[The task]
Each line that contains the string "const" counts once; report how many such lines appear in the data, as a number only.

Source data:

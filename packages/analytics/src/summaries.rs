//! Per-run accident summaries.
//!
//! Builds the accident-type, hour, weekday, and severity [`Summary`]s from
//! a normalized record set in one reduction pass, and derives the severity
//! distribution from the severity summary.

use crash_stats_accident_models::{Severity, Weekday};
use crash_stats_analytics_models::{SeverityShare, Summaries, Summary};
use crash_stats_source_models::NormalizedAccident;

use crate::tally::{KeyOrder, Tally};

/// Accumulates all four summaries over a record sequence.
///
/// Accumulators over disjoint slices can be [`merged`](Self::merge) as long
/// as each record is observed with its index in the full sequence.
#[derive(Debug, Clone, Default)]
pub struct SummaryAccumulator {
    accident_type: Tally<String>,
    hour: Tally<u32>,
    weekday: Tally<Weekday>,
    severity: Tally<Severity>,
}

impl SummaryAccumulator {
    /// Creates an empty accumulator.
    #[must_use]
    pub fn new() -> Self {
        Self::default()
    }

    /// Counts one accident found at `position` in the record sequence.
    pub fn observe(&mut self, position: usize, accident: &NormalizedAccident) {
        self.accident_type
            .observe(position, accident.accident_type.clone());
        self.hour.observe(position, accident.hour);
        self.weekday.observe(position, accident.weekday);
        self.severity.observe(position, Some(accident.severity));
    }

    /// Folds another accumulator into this one.
    pub fn merge(&mut self, other: Self) {
        self.accident_type.merge(other.accident_type);
        self.hour.merge(other.hour);
        self.weekday.merge(other.weekday);
        self.severity.merge(other.severity);
    }

    /// Finishes all four summaries.
    #[must_use]
    pub fn finish(self) -> Summaries {
        Summaries {
            accident_type: self.accident_type.into_summary(KeyOrder::FirstSeen),
            hour: self.hour.into_summary(KeyOrder::Key),
            weekday: self.weekday.into_calendar_summary(),
            severity: self.severity.into_summary(KeyOrder::FirstSeen),
        }
    }
}

/// Computes all four summaries over `accidents`.
#[must_use]
pub fn summarize(accidents: &[NormalizedAccident]) -> Summaries {
    let mut acc = SummaryAccumulator::new();
    for (position, accident) in accidents.iter().enumerate() {
        acc.observe(position, accident);
    }
    let summaries = acc.finish();

    log::debug!(
        "Summarized {} records: {} accident types, {} hours observed, peak weekday {:?}",
        accidents.len(),
        summaries.accident_type.entries.len(),
        summaries.hour.entries.len(),
        summaries.weekday.peak,
    );

    summaries
}

/// Share of each severity in `summary`.
///
/// Percentages are taken over classified records only: the
/// [`Severity::Unclassified`] entry keeps its count but has no percentage
/// and does not enlarge the denominator.
#[must_use]
#[allow(clippy::cast_precision_loss)]
pub fn severity_distribution(summary: &Summary<Severity>) -> Vec<SeverityShare> {
    let classified: u64 = summary
        .entries
        .iter()
        .filter(|e| e.key.is_classified())
        .map(|e| e.count)
        .sum();

    summary
        .entries
        .iter()
        .map(|e| SeverityShare {
            severity: e.key,
            count: e.count,
            percent: (e.key.is_classified() && classified > 0)
                .then(|| e.count as f64 * 100.0 / classified as f64),
        })
        .collect()
}

#[cfg(test)]
mod tests {
    use chrono::{NaiveDate, NaiveTime, Timelike as _};
    use crash_stats_source_models::Coordinates;

    use super::*;

    fn accident(
        date: Option<(i32, u32, u32)>,
        hour: Option<u32>,
        accident_type: Option<&str>,
        severity: Severity,
    ) -> NormalizedAccident {
        let date = date.and_then(|(y, m, d)| NaiveDate::from_ymd_opt(y, m, d));
        let time_of_day = hour.and_then(|h| NaiveTime::from_hms_opt(h, 0, 0));
        NormalizedAccident {
            date,
            weekday: date.map(|d| Weekday::from(chrono::Datelike::weekday(&d))),
            time_of_day,
            hour: time_of_day.map(|t| t.hour()),
            accident_type: accident_type.map(String::from),
            severity,
            coordinates: None,
        }
    }

    fn scenario() -> Vec<NormalizedAccident> {
        let mut first = accident(
            Some((2019, 4, 12)),
            Some(19),
            Some("PD"),
            Severity::PropertyDamageOnly,
        );
        first.coordinates = Some(Coordinates {
            latitude: 39.30,
            longitude: -76.61,
        });
        vec![
            first,
            accident(
                Some((2019, 4, 13)),
                Some(11),
                Some("Fatal Crash"),
                Severity::Fatal,
            ),
        ]
    }

    #[test]
    fn end_to_end_severity_summary() {
        let summaries = summarize(&scenario());
        let severity = &summaries.severity;
        assert_eq!(severity.entries.len(), 2);
        assert_eq!(severity.count(&Severity::PropertyDamageOnly), 1);
        assert_eq!(severity.count(&Severity::Fatal), 1);
        assert_eq!(severity.peak, Some(Severity::PropertyDamageOnly));
    }

    #[test]
    fn weekday_summary_always_has_seven_days() {
        let summaries = summarize(&scenario());
        let days: Vec<Weekday> = summaries.weekday.entries.iter().map(|e| e.key).collect();
        assert_eq!(days, Weekday::all());
        assert_eq!(summaries.weekday.count(&Weekday::Friday), 1);
        assert_eq!(summaries.weekday.count(&Weekday::Saturday), 1);
        assert_eq!(summaries.weekday.peak, Some(Weekday::Friday));

        let empty = summarize(&[]);
        assert_eq!(empty.weekday.entries.len(), 7);
    }

    #[test]
    fn hour_summary_only_has_observed_hours_ascending() {
        let accidents = vec![
            accident(None, Some(19), None, Severity::Unclassified),
            accident(None, Some(7), None, Severity::Unclassified),
            accident(None, None, None, Severity::Unclassified),
            accident(None, Some(19), None, Severity::Unclassified),
        ];
        let hour = summarize(&accidents).hour;
        let hours: Vec<u32> = hour.entries.iter().map(|e| e.key).collect();
        assert_eq!(hours, [7, 19]);
        assert_eq!(hour.peak, Some(19));
        assert_eq!(hour.excluded, 1);
    }

    #[test]
    fn counts_are_conserved() {
        let accidents = vec![
            accident(Some((2019, 4, 12)), Some(1), Some("PD"), Severity::PropertyDamageOnly),
            accident(None, None, None, Severity::Unclassified),
            accident(Some((2019, 13, 1)), Some(2), Some("Other"), Severity::Unclassified),
            accident(Some((2020, 1, 1)), None, Some("PD"), Severity::PropertyDamageOnly),
        ];
        let total = accidents.len() as u64;
        let s = summarize(&accidents);

        assert_eq!(s.accident_type.total() + s.accident_type.excluded, total);
        assert_eq!(s.hour.total() + s.hour.excluded, total);
        assert_eq!(s.weekday.total() + s.weekday.excluded, total);
        assert_eq!(s.severity.total() + s.severity.excluded, total);
        assert_eq!(s.severity.excluded, 0);
    }

    #[test]
    fn partial_accumulators_merge_to_single_pass() {
        let mut accidents = scenario();
        accidents.extend(scenario());
        accidents.push(accident(None, Some(11), Some("PI"), Severity::Injury));

        let single = summarize(&accidents);

        let mut merged = SummaryAccumulator::new();
        for (chunk_idx, chunk) in accidents.chunks(2).enumerate().rev() {
            let mut partial = SummaryAccumulator::new();
            for (i, accident) in chunk.iter().enumerate() {
                partial.observe(chunk_idx * 2 + i, accident);
            }
            merged.merge(partial);
        }

        assert_eq!(merged.finish(), single);
    }

    #[test]
    fn severity_percentages_exclude_unclassified() {
        let accidents = vec![
            accident(None, None, Some("PD"), Severity::PropertyDamageOnly),
            accident(None, None, Some("PD"), Severity::PropertyDamageOnly),
            accident(None, None, Some("PD"), Severity::PropertyDamageOnly),
            accident(None, None, Some("F"), Severity::Fatal),
            accident(None, None, Some("Rollover"), Severity::Unclassified),
        ];
        let shares = severity_distribution(&summarize(&accidents).severity);
        assert_eq!(shares.len(), 3);

        let pdo = &shares[0];
        assert_eq!(pdo.severity, Severity::PropertyDamageOnly);
        assert!((pdo.percent.unwrap() - 75.0).abs() < 1e-9);

        let unclassified = shares
            .iter()
            .find(|s| s.severity == Severity::Unclassified)
            .unwrap();
        assert_eq!(unclassified.count, 1);
        assert_eq!(unclassified.percent, None);
    }

    #[test]
    fn all_unclassified_has_no_percentages() {
        let accidents = vec![accident(None, None, Some("?"), Severity::Unclassified)];
        let shares = severity_distribution(&summarize(&accidents).severity);
        assert!(shares.iter().all(|s| s.percent.is_none()));
    }
}
//! Accident type mapping utilities.
//!
//! Maps free-text and abbreviated accident-type labels onto the canonical
//! [`Severity`] taxonomy through an exact-match alias table. The table is
//! plain configuration: datasets declare their own aliases in TOML, and
//! the built-in default covers the labels seen in MDTA exports.

use std::collections::BTreeMap;

use crash_stats_accident_models::Severity;
use serde::{Deserialize, Serialize};

/// Aliases used when a dataset does not declare its own table.
const DEFAULT_ALIASES: &[(&str, Severity)] = &[
    ("Property Damage Crash", Severity::PropertyDamageOnly),
    ("PD", Severity::PropertyDamageOnly),
    ("pd", Severity::PropertyDamageOnly),
    ("Injury Crash", Severity::Injury),
    ("PI", Severity::Injury),
    ("Fatal Crash", Severity::Fatal),
    ("F", Severity::Fatal),
];

/// Exact-match lookup table from accident-type label to [`Severity`].
///
/// Matching is case-sensitive with no trimming or fuzzy matching; `"pd"`
/// only matches because it is listed explicitly.
#[derive(Debug, Clone, PartialEq, Eq, Serialize, Deserialize)]
#[serde(transparent)]
pub struct SeverityAliases {
    aliases: BTreeMap<String, Severity>,
}

impl SeverityAliases {
    /// Creates an alias table from `(label, severity)` pairs.
    #[must_use]
    pub fn new<I, S>(aliases: I) -> Self
    where
        I: IntoIterator<Item = (S, Severity)>,
        S: Into<String>,
    {
        Self {
            aliases: aliases
                .into_iter()
                .map(|(label, severity)| (label.into(), severity))
                .collect(),
        }
    }

    /// Adds or replaces an alias.
    pub fn insert(&mut self, label: impl Into<String>, severity: Severity) {
        self.aliases.insert(label.into(), severity);
    }

    /// Classifies an accident-type label.
    ///
    /// Returns [`Severity::Unclassified`] for missing labels and for labels
    /// not present in the table.
    #[must_use]
    pub fn classify(&self, label: Option<&str>) -> Severity {
        label
            .and_then(|l| self.aliases.get(l))
            .copied()
            .unwrap_or(Severity::Unclassified)
    }

    /// Iterates over `(label, severity)` pairs in label order.
    pub fn iter(&self) -> impl Iterator<Item = (&str, Severity)> {
        self.aliases.iter().map(|(label, s)| (label.as_str(), *s))
    }

    /// Number of aliases in the table.
    #[must_use]
    pub fn len(&self) -> usize {
        self.aliases.len()
    }

    /// Returns `true` if the table has no aliases.
    #[must_use]
    pub fn is_empty(&self) -> bool {
        self.aliases.is_empty()
    }
}

impl Default for SeverityAliases {
    fn default() -> Self {
        Self::new(DEFAULT_ALIASES.iter().copied())
    }
}
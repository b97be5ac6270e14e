#![cfg_attr(feature = "fail-on-warnings", deny(warnings))]
#![warn(clippy::all, clippy::pedantic, clippy::nursery, clippy::cargo)]
#![allow(clippy::multiple_crate_versions, clippy::cargo_common_metadata)]

//! Aggregate summary types produced by the accident analytics.
//!
//! A [`Summary`] is a count per key plus a designated peak key. The four
//! summaries of a pipeline run are grouped in [`Summaries`]; spatial data
//! for heatmap rendering is described by [`SpatialDensity`].

use crash_stats_accident_models::{Severity, Weekday};
use serde::{Deserialize, Serialize};

/// Number of hours in the hour-of-day axis.
pub const HOURS_PER_DAY: usize = 24;

/// One key and its count.
#[derive(Debug, Clone, PartialEq, Eq, Serialize, Deserialize)]
#[serde(rename_all = "camelCase")]
pub struct SummaryEntry<K> {
    /// The categorical key.
    pub key: K,
    /// Number of records with this key.
    pub count: u64,
}

/// Frequency distribution over one categorical key.
///
/// Computed once per pipeline run and never mutated afterwards.
#[derive(Debug, Clone, PartialEq, Eq, Serialize, Deserialize)]
#[serde(rename_all = "camelCase")]
pub struct Summary<K> {
    /// Counts, in the summary's presentation order.
    pub entries: Vec<SummaryEntry<K>>,
    /// Key with the maximum count; ties go to the key observed first in the
    /// record sequence. `None` when nothing was counted.
    pub peak: Option<K>,
    /// Records skipped because their key was null.
    pub excluded: u64,
}

impl<K> Summary<K> {
    /// Sum of all counts (excluded records not included).
    #[must_use]
    pub fn total(&self) -> u64 {
        self.entries.iter().map(|e| e.count).sum()
    }

    /// Returns `true` if no record was counted.
    #[must_use]
    pub fn is_empty(&self) -> bool {
        self.total() == 0
    }

    /// Entries with strictly more than `min_count` records, in presentation
    /// order.
    #[must_use]
    pub fn significant(&self, min_count: u64) -> Vec<&SummaryEntry<K>> {
        self.entries.iter().filter(|e| e.count > min_count).collect()
    }

    /// Entries sorted by descending count. Equal counts keep presentation
    /// order.
    #[must_use]
    pub fn by_count_desc(&self) -> Vec<&SummaryEntry<K>> {
        let mut sorted: Vec<&SummaryEntry<K>> = self.entries.iter().collect();
        sorted.sort_by(|a, b| b.count.cmp(&a.count));
        sorted
    }
}

impl<K: PartialEq> Summary<K> {
    /// Count for `key`, zero if absent.
    #[must_use]
    pub fn count(&self, key: &K) -> u64 {
        self.entries
            .iter()
            .find(|e| e.key == *key)
            .map_or(0, |e| e.count)
    }
}

impl Summary<u32> {
    /// Counts for hours 0-23, zero-filled for unobserved hours.
    #[must_use]
    pub fn hour_axis(&self) -> [u64; HOURS_PER_DAY] {
        let mut axis = [0; HOURS_PER_DAY];
        for entry in &self.entries {
            if let Some(slot) = usize::try_from(entry.key)
                .ok()
                .and_then(|h| axis.get_mut(h))
            {
                *slot = entry.count;
            }
        }
        axis
    }
}

/// The four summaries computed by every pipeline run.
#[derive(Debug, Clone, PartialEq, Eq, Serialize, Deserialize)]
#[serde(rename_all = "camelCase")]
pub struct Summaries {
    /// Counts per raw accident-type label, first-observed order.
    pub accident_type: Summary<String>,
    /// Counts per observed hour of day, ascending hour order.
    pub hour: Summary<u32>,
    /// Counts for all seven weekdays, Monday through Sunday.
    pub weekday: Summary<Weekday>,
    /// Counts per severity, first-observed order.
    pub severity: Summary<Severity>,
}

/// One slice of the severity distribution.
#[derive(Debug, Clone, PartialEq, Serialize, Deserialize)]
#[serde(rename_all = "camelCase")]
pub struct SeverityShare {
    /// The severity.
    pub severity: Severity,
    /// Number of records with this severity.
    pub count: u64,
    /// Percentage of classified records. `None` for
    /// [`Severity::Unclassified`], which is outside the denominator.
    pub percent: Option<f64>,
}

/// Two-dimensional histogram of accident locations.
///
/// `counts[row][col]` counts points whose latitude falls in bin `row` and
/// whose longitude falls in bin `col`; the last bin on each axis is closed.
#[derive(Debug, Clone, PartialEq, Serialize, Deserialize)]
#[serde(rename_all = "camelCase")]
pub struct DensityGrid {
    /// Bins per axis.
    pub bins: usize,
    /// Smallest longitude among the points.
    pub min_longitude: f64,
    /// Largest longitude among the points.
    pub max_longitude: f64,
    /// Smallest latitude among the points.
    pub min_latitude: f64,
    /// Largest latitude among the points.
    pub max_latitude: f64,
    /// Point counts, indexed `[latitude bin][longitude bin]`.
    pub counts: Vec<Vec<u64>>,
}

impl DensityGrid {
    /// Total number of binned points.
    #[must_use]
    pub fn total(&self) -> u64 {
        self.counts.iter().flatten().sum()
    }
}

/// Outcome of spatial density computation.
#[derive(Debug, Clone, PartialEq, Serialize, Deserialize)]
#[serde(tag = "status", rename_all = "snake_case")]
pub enum SpatialDensity {
    /// Enough valid coordinates were present to bin.
    Grid(DensityGrid),
    /// Too few valid coordinates; rendering should be skipped.
    Insufficient {
        /// Rows with a valid coordinate pair.
        valid: usize,
        /// Minimum rows needed.
        required: usize,
    },
}

#[cfg(test)]
mod tests {
    use super::*;

    fn summary(entries: &[(&str, u64)]) -> Summary<String> {
        Summary {
            entries: entries
                .iter()
                .map(|(k, c)| SummaryEntry {
                    key: (*k).to_string(),
                    count: *c,
                })
                .collect(),
            peak: None,
            excluded: 0,
        }
    }

    #[test]
    fn significant_is_strictly_greater() {
        let s = summary(&[("PD", 11), ("PI", 10), ("F", 3)]);
        let keys: Vec<&str> = s.significant(10).iter().map(|e| e.key.as_str()).collect();
        assert_eq!(keys, ["PD"]);
    }

    #[test]
    fn count_order_is_stable() {
        let s = summary(&[("PI", 2), ("PD", 5), ("F", 2)]);
        let keys: Vec<&str> = s.by_count_desc().iter().map(|e| e.key.as_str()).collect();
        assert_eq!(keys, ["PD", "PI", "F"]);
    }

    #[test]
    fn count_and_total() {
        let s = summary(&[("PD", 5), ("F", 2)]);
        assert_eq!(s.total(), 7);
        assert_eq!(s.count(&"F".to_string()), 2);
        assert_eq!(s.count(&"PI".to_string()), 0);
        assert!(!s.is_empty());
    }

    #[test]
    fn hour_axis_zero_fills() {
        let s = Summary {
            entries: vec![
                SummaryEntry { key: 0, count: 2 },
                SummaryEntry { key: 19, count: 4 },
            ],
            peak: Some(19),
            excluded: 1,
        };
        let axis = s.hour_axis();
        assert_eq!(axis.len(), 24);
        assert_eq!(axis[0], 2);
        assert_eq!(axis[19], 4);
        assert_eq!(axis.iter().sum::<u64>(), 6);
    }
}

[Solution to this task]
2